## [Task directions]
Write out the records below once more, exactly and completely.

= = = = =

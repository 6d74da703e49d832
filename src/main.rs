use attendance_console::{app_state::AppState, config::AppConfig, routes};
use axum::routing::get;
use metrics_exporter_prometheus::PrometheusBuilder;
use std::sync::Arc;
use tower_http::compression::CompressionLayer;
use tower_http::cors::CorsLayer;
use tower_http::trace::TraceLayer;
use tracing_subscriber::EnvFilter;

#[tokio::main]
async fn main() {
    // Initialize structured logging
    tracing_subscriber::fmt()
        .with_env_filter(
            EnvFilter::try_from_default_env().unwrap_or_else(|_| EnvFilter::new("info")),
        )
        .json()
        .init();

    // Load configuration from environment
    let config = AppConfig::from_env().expect("Failed to load configuration from environment");

    tracing::info!(
        attendance_api_url = %config.attendance_api_url,
        device_id = %config.device_id,
        "Initializing attendance console"
    );

    let prometheus_handle = PrometheusBuilder::new()
        .install_recorder()
        .expect("Failed to install Prometheus metrics recorder");
    let prometheus_handle = Arc::new(prometheus_handle);
    routes::metrics::describe();

    let bind_addr = config.bind_addr.clone();
    let device_refresh = config.device_refresh_interval();
    let state = AppState::new(config).expect("Failed to initialize attendance service client");

    // Initial load; the console stays usable if the service is down
    if let Err(e) = state.roster.reload_students().await {
        tracing::warn!(error = %e, "Starting with an empty student list");
    }

    // Device status is refreshed in the background
    let roster = state.roster.clone();
    tokio::spawn(async move {
        let mut ticker = tokio::time::interval(device_refresh);
        loop {
            ticker.tick().await;
            let _ = roster.reload_devices().await;
        }
    });

    let app = routes::router(state.clone())
        .route(
            "/metrics",
            get(routes::metrics::prometheus_metrics).with_state(prometheus_handle),
        )
        .layer(TraceLayer::new_for_http())
        .layer(CompressionLayer::new())
        .layer(CorsLayer::permissive());

    let listener = tokio::net::TcpListener::bind(&bind_addr)
        .await
        .expect("Failed to bind to address");

    tracing::info!("Console listening on {}", bind_addr);

    let teardown = state.clone();
    axum::serve(listener, app)
        .with_graceful_shutdown(async move {
            let _ = tokio::signal::ctrl_c().await;
            let cancelled = teardown.shutdown();
            tracing::info!(cancelled, "Shutting down");
        })
        .await
        .expect("Server error");
}
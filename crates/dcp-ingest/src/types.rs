//! Core value types shared across the ingestion manager

use serde::{Deserialize, Serialize};

/// Opaque fingerprint a connector produces for a stage specification at a
/// point in time. Two equal version contexts mean "the stage would process
/// documents identically"; any difference forces a reindex.
#[derive(Debug, Clone, PartialEq, Eq, Hash, Serialize, Deserialize)]
#[serde(transparent)]
pub struct VersionContext(String);

impl VersionContext {
    pub fn new(version: impl Into<String>) -> Self {
        VersionContext(version.into())
    }

    pub fn as_str(&self) -> &str {
        &self.0
    }
}

impl std::fmt::Display for VersionContext {
    fn fmt(&self, f: &mut std::fmt::Formatter<'_>) -> std::fmt::Result {
        f.write_str(&self.0)
    }
}

impl From<&str> for VersionContext {
    fn from(s: &str) -> Self {
        VersionContext(s.to_string())
    }
}

/// Opaque configuration document handed to a connector when asking it to
/// describe a stage. Connectors interpret it; the ingestion manager does not.
pub type Specification = serde_json::Value;

/// Key identifying one (document, output connection) pair across the system.
#[derive(Debug, Clone, PartialEq, Eq, Hash, Serialize, Deserialize)]
pub struct OutputKey {
    /// Name of the identifier space the hash lives in.
    pub identifier_class: String,
    /// Hashed repository document identifier.
    pub identifier_hash: String,
    /// Downstream index the document was (or would be) delivered to.
    pub output_connection: String,
}

impl OutputKey {
    pub fn new(
        identifier_class: impl Into<String>,
        identifier_hash: impl Into<String>,
        output_connection: impl Into<String>,
    ) -> Self {
        OutputKey {
            identifier_class: identifier_class.into(),
            identifier_hash: identifier_hash.into(),
            output_connection: output_connection.into(),
        }
    }
}

/// Version fingerprints recorded for a document at one output, as of the
/// last successful record or ingest. Columns that were NULL in storage come
/// back as empty strings here.
#[derive(Debug, Clone, PartialEq, Eq, Serialize, Deserialize)]
pub struct DocumentIngestStatus {
    pub document_version: String,
    pub transformation_version: String,
    pub output_version: String,
    pub parameter_version: String,
    pub authority_name: String,
}

/// Build the storage key for a document: the identifier-space name joined
/// with the identifier hash. The pair is what makes hashes from different
/// repositories non-colliding.
pub fn make_doc_key(identifier_class: &str, identifier_hash: &str) -> String {
    format!("{identifier_class}:{identifier_hash}")
}

#[cfg(test)]
mod tests {
    use super::*;

    #[test]
    fn test_make_doc_key() {
        assert_eq!(make_doc_key("web", "abc123"), "web:abc123");
    }

    #[test]
    fn test_output_key_equality() {
        let a = OutputKey::new("web", "h1", "solr");
        let b = OutputKey::new("web", "h1", "solr");
        let c = OutputKey::new("web", "h1", "elastic");
        assert_eq!(a, b);
        assert_ne!(a, c);
    }

    #[test]
    fn test_version_context_display() {
        let v = VersionContext::new("v42");
        assert_eq!(v.to_string(), "v42");
        assert_eq!(v.as_str(), "v42");
    }
}
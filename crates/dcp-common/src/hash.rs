//! Digest utilities for document URIs

use sha1::{Digest, Sha1};

/// Compute the lowercase hex SHA-1 digest of a byte string.
pub fn sha1_hex(data: &[u8]) -> String {
    let mut hasher = Sha1::new();
    hasher.update(data);
    hex::encode(hasher.finalize())
}

/// Hash a document URI for indexed lookup.
///
/// The ingest-state table stores this next to the full URI; the column is
/// VARCHAR(40), which is exactly one SHA-1 digest in hex. Lookups go through
/// the hash index first and then compare the full URI, so collisions are
/// tolerated but must be rare.
pub fn uri_hash(uri: &str) -> String {
    sha1_hex(uri.as_bytes())
}

#[cfg(test)]
mod tests {
    use super::*;

    #[test]
    fn test_sha1_hex_known_vector() {
        assert_eq!(sha1_hex(b"abc"), "a9993e364706816aba3e25717850c26c9cd0d89d");
    }

    #[test]
    fn test_uri_hash_shape() {
        let h = uri_hash("http://example.com/doc/1");
        assert_eq!(h.len(), 40);
        assert!(h.chars().all(|c| c.is_ascii_hexdigit()));
        assert!(h.chars().all(|c| !c.is_ascii_uppercase()));
    }

    #[test]
    fn test_uri_hash_distinguishes_uris() {
        assert_ne!(uri_hash("http://a"), uri_hash("http://b"));
        assert_eq!(uri_hash("http://a"), uri_hash("http://a"));
    }
}
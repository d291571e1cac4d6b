//! Pipeline topology, construction, and execution
//!
//! A pipeline specification describes a tree of stages rooted at a virtual
//! source: transformation stages on the inner nodes, output stages at the
//! leaves. [`spec`] holds the declarative description, [`builder`] turns it
//! into an executable fan-out tree, and [`executor`] runs that tree for
//! check probes and document delivery.

pub(crate) mod builder;
pub(crate) mod executor;
pub mod spec;

pub use spec::{
    PipelineSpec, PipelineSpecWithVersions, PipelineTopology, StageDef, StageKind,
    StoredOutputVersions,
};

= = = = =

## [Written response]
repository 6d74da703e49d832
filename src/main.rs
use attendance_console::{app_state::AppState, config::AppConfig, routes};
use axum::routing::get;
use metrics_exporter_prometheus::PrometheusBuilder;
use std::sync::Arc;
use tower_http::compression::CompressionLayer;
use tower_http::cors::CorsLayer;
use tower_http::trace::TraceLayer;
use tracing_subscriber::EnvFilter;

#[tokio::main]
async fn main() {
    // Initialize structured logging
    tracing_subscriber::fmt()
        .with_env_filter(
            EnvFilter::try_from_default_env().unwrap_or_else(|_| EnvFilter::new("info")),
        )
        .json()
        .init();

    // Load configuration from environment
    let config = AppConfig::from_env().expect("Failed to load configuration from environment");

    tracing::info!(
        attendance_api_url = %config.attendance_api_url,
        device_id = %config.device_id,
        "Initializing attendance console"
    );

    let prometheus_handle = PrometheusBuilder::new()
        .install_recorder()
        .expect("Failed to install Prometheus metrics recorder");
    let prometheus_handle = Arc::new(prometheus_handle);
    routes::metrics::describe();

    let bind_addr = config.bind_addr.clone();
    let device_refresh = config.device_refresh_interval();
    let state = AppState::new(config).expect("Failed to initialize attendance service client");

    // Initial load; the console stays usable if the service is down
    if let Err(e) = state.roster.reload_students().await {
        tracing::warn!(error = %e, "Starting with an empty student list");
    }

    // Device status is refreshed in the background
    let roster = state.roster.clone();
    tokio::spawn(async move {
        let mut ticker = tokio::time::interval(device_refresh);
        loop {
            ticker.tick().await;
            let _ = roster.reload_devices().await;
        }
    });

    let app = routes::router(state.clone())
        .route(
            "/metrics",
            get(routes::metrics::prometheus_metrics).with_state(prometheus_handle),
        )
        .layer(TraceLayer::new_for_http())
        .layer(CompressionLayer::new())
        .layer(CorsLayer::permissive());

    let listener = tokio::net::TcpListener::bind(&bind_addr)
        .await
        .expect("Failed to bind to address");

    tracing::info!("Console listening on {}", bind_addr);

    let teardown = state.clone();
    axum::serve(listener, app)
        .with_graceful_shutdown(async move {
            let _ = tokio::signal::ctrl_c().await;
            let cancelled = teardown.shutdown();
            tracing::info!(cancelled, "Shutting down");
        })
        .await
        .expect("Server error");
}
filename crates/dcp-ingest/src/types.rs
//! Core value types shared across the ingestion manager

use serde::{Deserialize, Serialize};

/// Opaque fingerprint a connector produces for a stage specification at a
/// point in time. Two equal version contexts mean "the stage would process
/// documents identically"; any difference forces a reindex.
#[derive(Debug, Clone, PartialEq, Eq, Hash, Serialize, Deserialize)]
#[serde(transparent)]
pub struct VersionContext(String);

impl VersionContext {
    pub fn new(version: impl Into<String>) -> Self {
        VersionContext(version.into())
    }

    pub fn as_str(&self) -> &str {
        &self.0
    }
}

impl std::fmt::Display for VersionContext {
    fn fmt(&self, f: &mut std::fmt::Formatter<'_>) -> std::fmt::Result {
        f.write_str(&self.0)
    }
}

impl From<&str> for VersionContext {
    fn from(s: &str) -> Self {
        VersionContext(s.to_string())
    }
}

/// Opaque configuration document handed to a connector when asking it to
/// describe a stage. Connectors interpret it; the ingestion manager does not.
pub type Specification = serde_json::Value;

/// Key identifying one (document, output connection) pair across the system.
#[derive(Debug, Clone, PartialEq, Eq, Hash, Serialize, Deserialize)]
pub struct OutputKey {
    /// Name of the identifier space the hash lives in.
    pub identifier_class: String,
    /// Hashed repository document identifier.
    pub identifier_hash: String,
    /// Downstream index the document was (or would be) delivered to.
    pub output_connection: String,
}

impl OutputKey {
    pub fn new(
        identifier_class: impl Into<String>,
        identifier_hash: impl Into<String>,
        output_connection: impl Into<String>,
    ) -> Self {
        OutputKey {
            identifier_class: identifier_class.into(),
            identifier_hash: identifier_hash.into(),
            output_connection: output_connection.into(),
        }
    }
}

/// Version fingerprints recorded for a document at one output, as of the
/// last successful record or ingest. Columns that were NULL in storage come
/// back as empty strings here.
#[derive(Debug, Clone, PartialEq, Eq, Serialize, Deserialize)]
pub struct DocumentIngestStatus {
    pub document_version: String,
    pub transformation_version: String,
    pub output_version: String,
    pub parameter_version: String,
    pub authority_name: String,
}

/// Build the storage key for a document: the identifier-space name joined
/// with the identifier hash. The pair is what makes hashes from different
/// repositories non-colliding.
pub fn make_doc_key(identifier_class: &str, identifier_hash: &str) -> String {
    format!("{identifier_class}:{identifier_hash}")
}

#[cfg(test)]
mod tests {
    use super::*;

    #[test]
    fn test_make_doc_key() {
        assert_eq!(make_doc_key("web", "abc123"), "web:abc123");
    }

    #[test]
    fn test_output_key_equality() {
        let a = OutputKey::new("web", "h1", "solr");
        let b = OutputKey::new("web", "h1", "solr");
        let c = OutputKey::new("web", "h1", "elastic");
        assert_eq!(a, b);
        assert_ne!(a, c);
    }

    #[test]
    fn test_version_context_display() {
        let v = VersionContext::new("v42");
        assert_eq!(v.to_string(), "v42");
        assert_eq!(v.as_str(), "v42");
    }
}
filename crates/dcp-common/src/hash.rs
//! Digest utilities for document URIs

use sha1::{Digest, Sha1};

/// Compute the lowercase hex SHA-1 digest of a byte string.
pub fn sha1_hex(data: &[u8]) -> String {
    let mut hasher = Sha1::new();
    hasher.update(data);
    hex::encode(hasher.finalize())
}

/// Hash a document URI for indexed lookup.
///
/// The ingest-state table stores this next to the full URI; the column is
/// VARCHAR(40), which is exactly one SHA-1 digest in hex. Lookups go through
/// the hash index first and then compare the full URI, so collisions are
/// tolerated but must be rare.
pub fn uri_hash(uri: &str) -> String {
    sha1_hex(uri.as_bytes())
}

#[cfg(test)]
mod tests {
    use super::*;

    #[test]
    fn test_sha1_hex_known_vector() {
        assert_eq!(sha1_hex(b"abc"), "a9993e364706816aba3e25717850c26c9cd0d89d");
    }

    #[test]
    fn test_uri_hash_shape() {
        let h = uri_hash("http://example.com/doc/1");
        assert_eq!(h.len(), 40);
        assert!(h.chars().all(|c| c.is_ascii_hexdigit()));
        assert!(h.chars().all(|c| !c.is_ascii_uppercase()));
    }

    #[test]
    fn test_uri_hash_distinguishes_uris() {
        assert_ne!(uri_hash("http://a"), uri_hash("http://b"));
        assert_eq!(uri_hash("http://a"), uri_hash("http://a"));
    }
}
repository d291571e1cac4d6b
//! Pipeline topology, construction, and execution
//!
//! A pipeline specification describes a tree of stages rooted at a virtual
//! source: transformation stages on the inner nodes, output stages at the
//! leaves. [`spec`] holds the declarative description, [`builder`] turns it
//! into an executable fan-out tree, and [`executor`] runs that tree for
//! check probes and document delivery.

pub(crate) mod builder;
pub(crate) mod executor;
pub mod spec;

pub use spec::{
    PipelineSpec, PipelineSpecWithVersions, PipelineTopology, StageDef, StageKind,
    StoredOutputVersions,
};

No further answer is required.